| TRY IT |
Return every line below in which "rendered" appears.
------ EXERCISE INPUT ------
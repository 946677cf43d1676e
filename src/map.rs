use log::info;
use serde::Serialize;
use std::fs;
use std::path::Path;

use crate::layers::Layer;
use crate::processing::schema::PopupSchema;
use crate::processing::style::{Style, StyleOptions, StyleRule, highlight, style};
use crate::utils::config::MapConfig;
use crate::utils::error::Result;
use crate::utils::geometry::{BoundingBox, GeometryKind};

/// Everything the renderer needs for one overlay.
#[derive(Debug, Clone, PartialEq, Serialize)]
#[serde(rename_all = "camelCase")]
pub struct LayerSpec {
    pub name: String,
    /// Relative URL the page fetches the GeoJSON from.
    pub source: String,
    pub point_style: Style,
    pub area_style: Style,
    pub highlight_style: Style,
    pub point_radius: u32,
    pub popup: PopupSchema,
}

/// Renderer-independent description of the output map.
#[derive(Debug, Clone, PartialEq, Serialize)]
#[serde(rename_all = "camelCase")]
pub struct MapDocument {
    /// `[lat, lon]` of the bounding box midpoint.
    pub center: [f64; 2],
    /// `[[south, west], [north, east]]`.
    pub bounds: [[f64; 2]; 2],
    pub zoom_start: u8,
    pub collapsed_layer_control: bool,
    pub layers: Vec<LayerSpec>,
}

/**
 * Wires the computed extent, styles and popup schemas into a map description.
 *
 * # Arguments
 * `layers` - Loaded layers, in display order.
 * `bounds` - Combined extent of all layers.
 * `config` - Style constants and view settings.
 */
pub fn assemble(layers: &[Layer], bounds: &BoundingBox, config: &MapConfig) -> MapDocument {
    let options = StyleOptions::from(config);
    let center = bounds.center();

    let layers = layers
        .iter()
        .map(|layer| LayerSpec {
            name: layer.name.clone(),
            source: layer.source.to_string_lossy().replace('\\', "/"),
            point_style: style(StyleRule::new(&layer.color, Some(GeometryKind::Point)), &options),
            area_style: style(StyleRule::new(&layer.color, Some(GeometryKind::Polygon)), &options),
            highlight_style: highlight(&layer.color, &options),
            point_radius: config.point_radius,
            popup: layer.popup.clone(),
        })
        .collect();

    MapDocument {
        center: [center.y, center.x],
        bounds: [
            [bounds.min_y(), bounds.min_x()],
            [bounds.max_y(), bounds.max_x()],
        ],
        zoom_start: config.zoom_start,
        collapsed_layer_control: config.collapsed_layer_control,
        layers,
    }
}

/// Turns a map description into a document.
pub trait MapRenderer {
    fn render(&self, document: &MapDocument) -> Result<String>;
}

/// Standalone HTML page backed by Leaflet. Layers are fetched from their
/// relative paths at view time instead of being embedded.
#[derive(Debug, Clone)]
pub struct LeafletHtml {
    pub title: String,
}

impl Default for LeafletHtml {
    fn default() -> Self {
        LeafletHtml {
            title: "Map".to_string(),
        }
    }
}

const LEAFLET_TEMPLATE: &str = r#"<!DOCTYPE html>
<html>
<head>
<meta charset="utf-8">
<meta name="viewport" content="width=device-width, initial-scale=1.0">
<title>__TITLE__</title>
<link rel="stylesheet" href="https://unpkg.com/leaflet@1.9.4/dist/leaflet.css">
<script src="https://unpkg.com/leaflet@1.9.4/dist/leaflet.js"></script>
<style>html, body, #map { height: 100%; margin: 0; }</style>
</head>
<body>
<div id="map"></div>
<script>
const doc = __MAP_DOCUMENT__;
const map = L.map("map").setView(doc.center, doc.zoomStart);
L.tileLayer("https://{s}.tile.openstreetmap.org/{z}/{x}/{y}.png", {
  attribution: "&copy; OpenStreetMap contributors"
}).addTo(map);
map.fitBounds(doc.bounds);

const isPoint = (feature) =>
  feature && feature.geometry && ["Point", "MultiPoint"].includes(feature.geometry.type);
const escapeHtml = (value) =>
  String(value ?? "").replace(/[&<>"']/g, (c) => ({"&": "&amp;", "<": "&lt;", ">": "&gt;", '"': "&quot;", "'": "&#39;"}[c]));
const formatValue = (value) =>
  typeof value === "number" ? value.toLocaleString() : value;

const control = L.control.layers(null, null, {collapsed: doc.collapsedLayerControl}).addTo(map);
for (const spec of doc.layers) {
  const styleFor = (feature) => isPoint(feature) ? spec.pointStyle : spec.areaStyle;
  const overlay = L.geoJSON(null, {
    style: styleFor,
    pointToLayer: (feature, latlng) =>
      L.circleMarker(latlng, Object.assign({radius: spec.pointRadius, fill: true}, styleFor(feature))),
    onEachFeature: (feature, layer) => {
      layer.on("mouseover", () => layer.setStyle(spec.highlightStyle));
      layer.on("mouseout", () => layer.setStyle(styleFor(feature)));
      if (spec.popup.kind === "fields") {
        const props = feature.properties || {};
        const rows = spec.popup.fields.map((field, i) =>
          "<tr><th>" + escapeHtml(spec.popup.aliases[i]) + "</th><td>" + escapeHtml(formatValue(props[field])) + "</td></tr>");
        layer.bindPopup("<table>" + rows.join("") + "</table>");
      }
    }
  }).addTo(map);
  control.addOverlay(overlay, spec.name);
  fetch(spec.source).then((response) => response.json()).then((data) => overlay.addData(data));
}
</script>
</body>
</html>
"#;

impl MapRenderer for LeafletHtml {
    fn render(&self, document: &MapDocument) -> Result<String> {
        // `</` would close the script element early.
        let json = serde_json::to_string(document)?.replace("</", "<\\/");
        Ok(LEAFLET_TEMPLATE
            .replace("__TITLE__", &escape_html(&self.title))
            .replace("__MAP_DOCUMENT__", &json))
    }
}

fn escape_html(text: &str) -> String {
    text.replace('&', "&amp;")
        .replace('<', "&lt;")
        .replace('>', "&gt;")
        .replace('"', "&quot;")
}

/// Renders the document and writes it to `path`, creating parent directories.
pub fn write_map(document: &MapDocument, renderer: &dyn MapRenderer, path: &Path) -> Result<()> {
    let rendered = renderer.render(document)?;
    if let Some(parent) = path.parent().filter(|p| !p.as_os_str().is_empty()) {
        fs::create_dir_all(parent)?;
    }
    fs::write(path, rendered)?;
    info!("Wrote {} layers to {}", document.layers.len(), path.display());
    Ok(())
}
use geo::{Coord, Rect};

/// Axis-aligned extent of every coordinate seen so far.
///
/// Coordinates are in the source space of the layers (in practice longitude
/// and latitude). `min_x <= max_x` and `min_y <= max_y` always hold.
#[derive(Debug, Clone, Copy, PartialEq)]
pub struct BoundingBox(Rect<f64>);

impl BoundingBox {
    /// Construct a bounding box from its four edges.
    pub fn new(min_x: f64, min_y: f64, max_x: f64, max_y: f64) -> Self {
        Self(Rect::new(
            Coord { x: min_x, y: min_y },
            Coord { x: max_x, y: max_y },
        ))
    }

    /// A degenerate box covering a single coordinate.
    pub fn from_coord(coord: Coord<f64>) -> Self {
        Self(Rect::new(coord, coord))
    }

    /// Grow the box so that it contains `coord`.
    pub fn include(&mut self, coord: Coord<f64>) {
        let min = self.0.min();
        let max = self.0.max();
        self.0 = Rect::new(
            Coord {
                x: min.x.min(coord.x),
                y: min.y.min(coord.y),
            },
            Coord {
                x: max.x.max(coord.x),
                y: max.y.max(coord.y),
            },
        );
    }

    /// Smallest box containing both `self` and `other`.
    pub fn union(&self, other: &BoundingBox) -> BoundingBox {
        let mut merged = *self;
        merged.include(other.0.min());
        merged.include(other.0.max());
        merged
    }

    pub fn min_x(&self) -> f64 {
        self.0.min().x
    }

    pub fn min_y(&self) -> f64 {
        self.0.min().y
    }

    pub fn max_x(&self) -> f64 {
        self.0.max().x
    }

    pub fn max_y(&self) -> f64 {
        self.0.max().y
    }

    /// `[min_x, min_y, max_x, max_y]`, the GeoJSON bbox member order.
    pub fn to_array(&self) -> [f64; 4] {
        [self.min_x(), self.min_y(), self.max_x(), self.max_y()]
    }

    /// Midpoint of the box.
    pub fn center(&self) -> Coord<f64> {
        self.0.center()
    }
}

/// The standard GeoJSON geometry kinds.
#[derive(Debug, Clone, Copy, PartialEq, Eq, Hash)]
pub enum GeometryKind {
    Point,
    MultiPoint,
    LineString,
    MultiLineString,
    Polygon,
    MultiPolygon,
    GeometryCollection,
}

impl GeometryKind {
    pub const ALL: [GeometryKind; 7] = [
        GeometryKind::Point,
        GeometryKind::MultiPoint,
        GeometryKind::LineString,
        GeometryKind::MultiLineString,
        GeometryKind::Polygon,
        GeometryKind::MultiPolygon,
        GeometryKind::GeometryCollection,
    ];

    /// Point-like kinds are drawn as markers rather than filled areas.
    pub fn is_point(&self) -> bool {
        matches!(self, GeometryKind::Point | GeometryKind::MultiPoint)
    }

    /// The `type` member as it appears in a GeoJSON document.
    pub fn type_name(&self) -> &'static str {
        match self {
            GeometryKind::Point => "Point",
            GeometryKind::MultiPoint => "MultiPoint",
            GeometryKind::LineString => "LineString",
            GeometryKind::MultiLineString => "MultiLineString",
            GeometryKind::Polygon => "Polygon",
            GeometryKind::MultiPolygon => "MultiPolygon",
            GeometryKind::GeometryCollection => "GeometryCollection",
        }
    }

    /// Look up a kind by its GeoJSON `type` name. Unknown names yield `None`.
    pub fn from_type_name(name: &str) -> Option<GeometryKind> {
        GeometryKind::ALL
            .into_iter()
            .find(|kind| kind.type_name() == name)
    }
}

#[cfg(test)]
mod tests {
    use super::*;

    #[test]
    fn test_include_grows_box() {
        let mut bbox = BoundingBox::from_coord(Coord { x: 0.0, y: 0.0 });
        bbox.include(Coord { x: 10.0, y: 5.0 });
        bbox.include(Coord { x: -3.0, y: 8.0 });

        assert_eq!(bbox.to_array(), [-3.0, 0.0, 10.0, 8.0]);
    }

    #[test]
    fn test_union_is_symmetric() {
        let a = BoundingBox::new(0.0, 0.0, 1.0, 1.0);
        let b = BoundingBox::new(-2.0, 0.5, 0.5, 4.0);

        assert_eq!(a.union(&b), b.union(&a));
        assert_eq!(a.union(&b).to_array(), [-2.0, 0.0, 1.0, 4.0]);
    }

    #[test]
    fn test_center_is_midpoint() {
        let bbox = BoundingBox::new(-3.0, 0.0, 10.0, 8.0);
        assert_eq!(bbox.center(), Coord { x: 3.5, y: 4.0 });
    }

    #[test]
    fn test_kind_names_round_trip() {
        for kind in GeometryKind::ALL {
            assert_eq!(GeometryKind::from_type_name(kind.type_name()), Some(kind));
        }
        assert_eq!(GeometryKind::from_type_name("Circle"), None);
    }

    #[test]
    fn test_point_kinds() {
        assert!(GeometryKind::Point.is_point());
        assert!(GeometryKind::MultiPoint.is_point());
        assert!(!GeometryKind::Polygon.is_point());
        assert!(!GeometryKind::GeometryCollection.is_point());
    }
}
------
| RESPONSE TO THE EXERCISE |
    let rendered = renderer.render(document)?;
    fs::write(path, rendered)?;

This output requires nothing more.